Performing Effective Calculations of Protein-Ligand Binding Free Energy with the Help of Molecular Dynamics Methods

Aims: In our study, we aimed to calculate the binding free energies using molecular dynamics methods with the help of biased sampling approach using the binding site residues in protein - ligand complexes.

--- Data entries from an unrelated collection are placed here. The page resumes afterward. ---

//! Static course catalog, embedded at compile time
//!
//! Known goals short-circuit the outline generator. Matching is a
//! case-insensitive substring check on the learner's goal.

use lazy_static::lazy_static;
use regex::Regex;
use crate::types::Course;

lazy_static! {
    static ref MARKET_COURSE: Course = serde_json::from_str(include_str!("../../data/market_course.json"))
        .unwrap();

    static ref DATA_SCIENCE_COURSE: Course = serde_json::from_str(include_str!("../../data/data_science_course.json"))
        .unwrap();

    // =========================================================================
    // Goal keywords
    // =========================================================================
    static ref RE_MARKET: Regex = Regex::new(r"(?i)market").unwrap();
    static ref RE_DATA: Regex = Regex::new(r"(?i)data").unwrap();
    static ref RE_DATA_ROLE: Regex = Regex::new(r"(?i)(science|scientist|engineer|analy)").unwrap();
}

/// Which static course a goal maps to
#[derive(Debug, Clone, Copy, PartialEq, Eq)]
pub enum CatalogEntry {
    Marketing,
    DataScience,
}

impl CatalogEntry {
    pub fn course(&self) -> Course {
        match self {
            CatalogEntry::Marketing => MARKET_COURSE.clone(),
            CatalogEntry::DataScience => DATA_SCIENCE_COURSE.clone(),
        }
    }
}

/// Marketing wins when both rules match
pub fn match_goal(goal: &str) -> Option<CatalogEntry> {
    if RE_MARKET.is_match(goal) {
        Some(CatalogEntry::Marketing)
    } else if RE_DATA.is_match(goal) && RE_DATA_ROLE.is_match(goal) {
        Some(CatalogEntry::DataScience)
    } else {
        None
    }
}

pub fn lookup(goal: &str) -> Option<Course> {
    match_goal(goal).map(|entry| entry.course())
}

// =============================================================================
// TESTS
// =============================================================================

#[cfg(test)]
mod tests {
    use super::*;

    #[test]
    fn test_market_keyword() {
        assert_eq!(match_goal("Improve my MARKETING skills"), Some(CatalogEntry::Marketing));
        assert_eq!(match_goal("supermarket logistics"), Some(CatalogEntry::Marketing));
    }

    #[test]
    fn test_data_needs_role_word() {
        assert_eq!(match_goal("Become a Data Scientist"), Some(CatalogEntry::DataScience));
        assert_eq!(match_goal("data analytics"), Some(CatalogEntry::DataScience));
        assert_eq!(match_goal("data entry"), None);
        assert_eq!(match_goal("learn science"), None);
    }

    #[test]
    fn test_market_takes_priority() {
        assert_eq!(match_goal("data science for marketing"), Some(CatalogEntry::Marketing));
    }

    #[test]
    fn test_catalog_courses_are_playable() {
        for entry in [CatalogEntry::Marketing, CatalogEntry::DataScience] {
            let course = entry.course();
            let lessons: Vec<_> = course.lessons().collect();
            assert!(!lessons.is_empty());
            assert!(!lessons[0].is_locked);
            assert!(lessons[1..].iter().all(|l| l.is_locked));
            for lesson in lessons {
                let content = lesson.content.as_ref().expect("pre-baked content");
                content.validate().unwrap();
                assert!(content.has_matching(), "{} lacks a matching question", lesson.id);
            }
        }
    }

    #[test]
    fn test_catalog_layout() {
        let market = CatalogEntry::Marketing.course();
        assert_eq!(market.id, "gen-ai-content-creation");
        let sizes: Vec<usize> = market.units.iter().map(|u| u.lessons.len()).collect();
        assert_eq!(sizes, vec![2, 3, 3]);
        assert!(market.find_lesson("l3-prompts-adv").is_some());

        // One lesson per unit: every completion closes a unit
        let data = CatalogEntry::DataScience.course();
        assert_eq!(data.id, "gen-ai-data-science");
        assert_eq!(data.units.len(), 7);
        assert!(data.units.iter().all(|u| u.lessons.len() == 1));
        assert_eq!(data.units[6].id, "u7-ai-eng");
    }
}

Methodology: Molecular modeling and dynamics methods such as Steered Molecular Dynamics (SMD) and Umbrella Sampling (US) were used in our studies. Systems to be simulated were prepared using the binding site residues and ligands. In order to perform SMD simulations, the systems were reoriented to allow the ligands to be pulled in the z-axis direction. The poses of the system were recorded while the ligands were drawn in the z-axis direction (reaction coordinate). Using the poses selected from the reaction coordinates, 1 ns molecular dynamics simulations were performed for each selected pose using the umbrella sampling method. The results obtained from US simulations were evaluated through the Gromacs Wham module and the binding free energies of the ligands were calculated.

Results: The binding free energies of the complexes we investigate were calculated as -7.23±1.75 for the 1NFU, -9.73±1.83 for the 2JS4, -9.16±2.53 for the 1FJS, -8.63±0.17 for the 1F0R and -13.76±2.47 kcal/mol for the 1KSN complexes. Experimental values binding free energies of the complexes mentioned were reported as -10.63, -10.47, -10.14, -10.51 and +12.90 kcal/mol, respectively. The bias between the binding free energy values we obtained and the experimental data vary between 0.8 kcal/mol (1FJS) and 3.4 kcal/mol (1NFU). In addition, there is a regression coefficient of 0.80 between our calculated binding free energies and the experimental results.

Conclusion: The high regression coefficient between the binding free energies we determined in our study and the experimental results and the low bias of numerical differences of the binding free energies show that our approach gives positive results.